L’educazione è uno di questi ambiti. In particolare attraverso la progressiva riduzione di risorse destinate all’istruzione e alla ricerca pubbliche, specie a quelle non destinate ad immediate ricadute produttive, ed alla contestuale crescita di centri di formazione privati per le nuove élite globalizzate. Tale processo di penetrazione del capitale nell’educazione avviene, in particolare, dentro le strutture pubbliche, che vengono, per dir così, “privatizzate” dall’interno, piegate cioè alla “razionalità” del capitale, alla sua ideologia egoistica e competitiva, ai suoi feticci mercantili della messa a profitto dei saperi e dell’immaginario. Dietro una apparente neutralità che a parole esalta la “società della conoscenza” viene in realtà proposta un’idea di formazione di tipo adattiva, in cui i saperi e le cosiddette competenze metacognitive servono, in ultima analisi, ad accompagnare le sempre eterne verità del cosiddetto “libero mercato” fatto coincidere con la libertà tout court del soggetto. Anche nell’ambito educativo la possibilità di concepire il processo di apprendimento come un fattore di emancipazione, di umanizzazione, di civilizzazione, di disalienazione, di creatività divergente, di critica, in ultima analisi, dei processi di mercificazione della vita umana e naturale e del suo superamento verso modi superiori di produzione sociale, tutto questo viene guardato come una perniciosa utopia novecentesca. Insomma, eternizzando il presente si elimina la possibilità di attingere al patrimonio critico del passato e si impedisce qualsiasi tentativo di costruire un diverso futuro.
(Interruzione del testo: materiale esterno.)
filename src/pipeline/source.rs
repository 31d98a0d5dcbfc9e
//! Page access: text layer and rasterisation via pdfium.
//!
//! ## Why spawn_blocking?
//!
//! The `pdfium-render` crate wraps the pdfium C++ library, which keeps
//! thread-local state and is not safe to drive from async contexts. Every
//! method on [`PageSource`] is blocking; callers move them onto Tokio's
//! blocking pool with `tokio::task::spawn_blocking` so worker threads never
//! stall on a 300 DPI render.
//!
//! ## Why reopen per call?
//!
//! A pdfium `PdfDocument` borrows its `Pdfium` binding and cannot cross
//! threads. [`PdfiumDocument`] stores only the path and page count; each
//! call binds, loads, reads one page and drops everything. Loading a form
//! PDF is cheap next to rendering it at 4× scale.
//!
//! ## Why cap pixels as well as scale?
//!
//! Form scans are usually A4, but a stray A0 plan in a batch at scale 4
//! would produce a ~13,000 px bitmap. `max_rendered_pixels` bounds either
//! edge regardless of physical page size.
//!
//! Both traits exist so the batch layer can be driven by in-memory pages in
//! tests; production code only ever uses the pdfium implementations.

use crate::error::{IntakeError, PageError};
use crate::pipeline::input;
use image::DynamicImage;
use pdfium_render::prelude::*;
use std::path::{Path, PathBuf};
use std::sync::Arc;
use tracing::{debug, info};

/// Random access to the pages of one opened document. All methods block.
pub trait PageSource: Send + Sync {
    /// File name used in records and outcome entries.
    fn name(&self) -> &str;

    fn page_count(&self) -> usize;

    /// Embedded text of page `index` (0-based). Empty for pure scans.
    fn text_layer(&self, index: usize) -> Result<String, PageError>;

    /// Rasterise page `index` at `scale` × 72 DPI over a white background,
    /// with neither edge exceeding `max_pixels`.
    fn render(&self, index: usize, scale: f32, max_pixels: u32)
        -> Result<DynamicImage, PageError>;
}

/// Opens documents. Blocking.
pub trait DocumentLoader: Send + Sync {
    fn open(&self, path: &Path) -> Result<Arc<dyn PageSource>, IntakeError>;
}

// ── pdfium ───────────────────────────────────────────────────────────────────

/// Bind to a pdfium library: `PDFIUM_LIB_PATH`, then next to the working
/// directory, then the system search path.
pub fn bind_pdfium() -> Result<Pdfium, IntakeError> {
    let bindings = match std::env::var("PDFIUM_LIB_PATH") {
        Ok(path) if !path.trim().is_empty() => Pdfium::bind_to_library(path),
        _ => Pdfium::bind_to_library(Pdfium::pdfium_platform_library_name_at_path("./"))
            .or_else(|_| Pdfium::bind_to_system_library()),
    }
    .map_err(|e| IntakeError::PdfiumBindingFailed(format!("{:?}", e)))?;
    Ok(Pdfium::new(bindings))
}

/// Loader for real PDF files. Paths are validated (existence, `%PDF`
/// magic) before pdfium sees them.
#[derive(Debug, Clone, Default)]
pub struct PdfiumLoader {
    password: Option<String>,
}

impl PdfiumLoader {
    pub fn new(password: Option<String>) -> Self {
        Self { password }
    }
}

impl DocumentLoader for PdfiumLoader {
    fn open(&self, path: &Path) -> Result<Arc<dyn PageSource>, IntakeError> {
        let resolved = input::resolve_local(path)?;
        let doc = PdfiumDocument::open(resolved.path(), self.password.clone())?;
        Ok(Arc::new(doc))
    }
}

/// A PDF on disk whose pages are loaded on demand.
#[derive(Debug, Clone)]
pub struct PdfiumDocument {
    path: PathBuf,
    password: Option<String>,
    name: String,
    page_count: usize,
}

impl PdfiumDocument {
    /// Validate that pdfium can open the file and count its pages.
    pub fn open(path: &Path, password: Option<String>) -> Result<Self, IntakeError> {
        let pdfium = bind_pdfium()?;
        let page_count = {
            let document = load(&pdfium, path, password.as_deref())?;
            let count = document.pages().len() as usize;
            count
        };
        info!("PDF loaded: {} ({} pages)", path.display(), page_count);

        let name = path
            .file_name()
            .map(|n| n.to_string_lossy().into_owned())
            .unwrap_or_else(|| path.display().to_string());

        Ok(Self {
            path: path.to_path_buf(),
            password,
            name,
            page_count,
        })
    }

    fn with_page<T>(
        &self,
        index: usize,
        on_err: fn(usize, String) -> PageError,
        f: impl FnOnce(&PdfPage<'_>) -> Result<T, PageError>,
    ) -> Result<T, PageError> {
        let page_num = index + 1;
        let pdfium = bind_pdfium().map_err(|e| on_err(page_num, e.to_string()))?;
        let document = load(&pdfium, &self.path, self.password.as_deref())
            .map_err(|e| on_err(page_num, e.to_string()))?;
        let pages = document.pages();
        let page = u16::try_from(index)
            .ok()
            .and_then(|i| pages.get(i).ok())
            .ok_or_else(|| {
                on_err(
                    page_num,
                    format!("page out of range (total={})", self.page_count),
                )
            })?;
        f(&page)
    }
}

impl PageSource for PdfiumDocument {
    fn name(&self) -> &str {
        &self.name
    }

    fn page_count(&self) -> usize {
        self.page_count
    }

    fn text_layer(&self, index: usize) -> Result<String, PageError> {
        let on_err = |page, detail| PageError::TextLayerFailed { page, detail };
        self.with_page(index, on_err, |page| {
            let text = page
                .text()
                .map_err(|e| on_err(index + 1, format!("{:?}", e)))?
                .all();
            debug!("Page {} text layer: {} chars", index + 1, text.len());
            Ok(text)
        })
    }

    fn render(
        &self,
        index: usize,
        scale: f32,
        max_pixels: u32,
    ) -> Result<DynamicImage, PageError> {
        let on_err = |page, detail| PageError::RenderFailed { page, detail };
        let max = max_pixels.min(i32::MAX as u32) as i32;
        let render_config = PdfRenderConfig::new()
            .scale_page_by_factor(scale)
            .set_maximum_width(max)
            .set_maximum_height(max)
            .set_clear_color(PdfColor::WHITE);

        self.with_page(index, on_err, |page| {
            let bitmap = page
                .render_with_config(&render_config)
                .map_err(|e| on_err(index + 1, format!("{:?}", e)))?;
            let image = bitmap.as_image();
            debug!(
                "Rendered page {} → {}x{} px",
                index + 1,
                image.width(),
                image.height()
            );
            Ok(image)
        })
    }
}

fn load<'a>(
    pdfium: &'a Pdfium,
    path: &Path,
    password: Option<&'a str>,
) -> Result<PdfDocument<'a>, IntakeError> {
    pdfium.load_pdf_from_file(path, password).map_err(|e| {
        let err_str = format!("{:?}", e);
        if err_str.contains("Password") || err_str.contains("password") {
            if password.is_some() {
                IntakeError::WrongPassword {
                    path: path.to_path_buf(),
                }
            } else {
                IntakeError::PasswordRequired {
                    path: path.to_path_buf(),
                }
            }
        } else {
            IntakeError::CorruptPdf {
                path: path.to_path_buf(),
                detail: err_str,
            }
        }
    })
}
use axum::{
    http::StatusCode,
    response::{IntoResponse, Response},
    Json,
};
use serde_json::json;

/// Application-level errors
#[derive(thiserror::Error, Debug)]
pub enum AppError {
    #[error("Dataset I/O error: {0}")]
    DatasetIo(#[from] std::io::Error),

    #[error("Malformed dataset: {0}")]
    DatasetParse(#[from] serde_json::Error),

    #[error("Not found: {0}")]
    NotFound(String),

    #[error("Invalid input: {0}")]
    InvalidInput(String),
}

impl IntoResponse for AppError {
    fn into_response(self) -> Response {
        let (status, message) = match self {
            AppError::NotFound(msg) => (StatusCode::NOT_FOUND, msg),
            AppError::InvalidInput(msg) => (StatusCode::BAD_REQUEST, msg),
            AppError::DatasetIo(_) | AppError::DatasetParse(_) => {
                (StatusCode::INTERNAL_SERVER_ERROR, self.to_string())
            }
        };

        let body = Json(json!({
            "error": message
        }));

        (status, body).into_response()
    }
}

pub type AppResult<T> = Result<T, AppError>;

#[cfg(test)]
mod tests {
    use super::*;

    #[test]
    fn test_not_found_maps_to_404() {
        let response = AppError::NotFound("No review with id 42".to_string()).into_response();
        assert_eq!(response.status(), StatusCode::NOT_FOUND);
    }

    #[test]
    fn test_invalid_input_maps_to_400() {
        let response = AppError::InvalidInput("Rating must be between 1 and 5".to_string())
            .into_response();
        assert_eq!(response.status(), StatusCode::BAD_REQUEST);
    }

    #[test]
    fn test_dataset_errors_map_to_500() {
        let io_err: AppError =
            std::io::Error::new(std::io::ErrorKind::NotFound, "missing dataset").into();
        assert_eq!(
            io_err.into_response().status(),
            StatusCode::INTERNAL_SERVER_ERROR
        );
    }
}
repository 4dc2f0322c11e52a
pub mod handlers;
pub mod routes;
pub mod state;

pub use routes::create_router;
pub use state::AppState;
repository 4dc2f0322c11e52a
/// Catalog source abstraction
///
/// This module provides a pluggable architecture for review catalog
/// backings (a bundled JSON dataset today, a hosted document store later).
/// Each source yields raw dataset records; ingestion turns them into feed
/// reviews.
use crate::{error::AppResult, services::ingest::RawReviewRecord};

pub mod json_dataset;

pub use json_dataset::JsonDataset;

/// Trait for raw review record sources
#[cfg_attr(test, mockall::automock)]
#[async_trait::async_trait]
pub trait ReviewSource: Send + Sync {
    /// Fetch every record the source holds
    ///
    /// Records come back unvalidated; ingestion decides what survives.
    async fn fetch_records(&self) -> AppResult<Vec<RawReviewRecord>>;

    /// Source name for logging and debugging
    fn name(&self) -> &'static str;
}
Ma l’educazione, anzi il rapporto educativo inteso in senso lato, si fonda proprio sulla scommessa di superare i vincoli ambientali, sociali, culturali che spesso impediscono a milioni di giovani di progettare un avvenire migliore. Per quanti si occupano di questioni educative, e cioè di questioni che attengono ai modi di produzione e di riproduzione del sapere sociale, è di fondamentale importanza capire i nessi tra questa dimensione dell’attività umana e le determinazioni economico-sociali che la condizionano. In un sistema quale quello regolato dal capitale, in cui la messa in valore delle cose e la perenne rincorsa a maggiori profitti confligge, per sua natura, con le dimensioni non mercantili dell’esistenza, lo spazio riservato ad attività fondate sul valore d’uso delle conoscenze, dei saperi, dell’arte, uno spazio in cui sia centrale la relazione umana e intellettuale non finalizzata all’accumulazione privata e al profitto, rischia di divenire sempre più residuale ed ininfluente.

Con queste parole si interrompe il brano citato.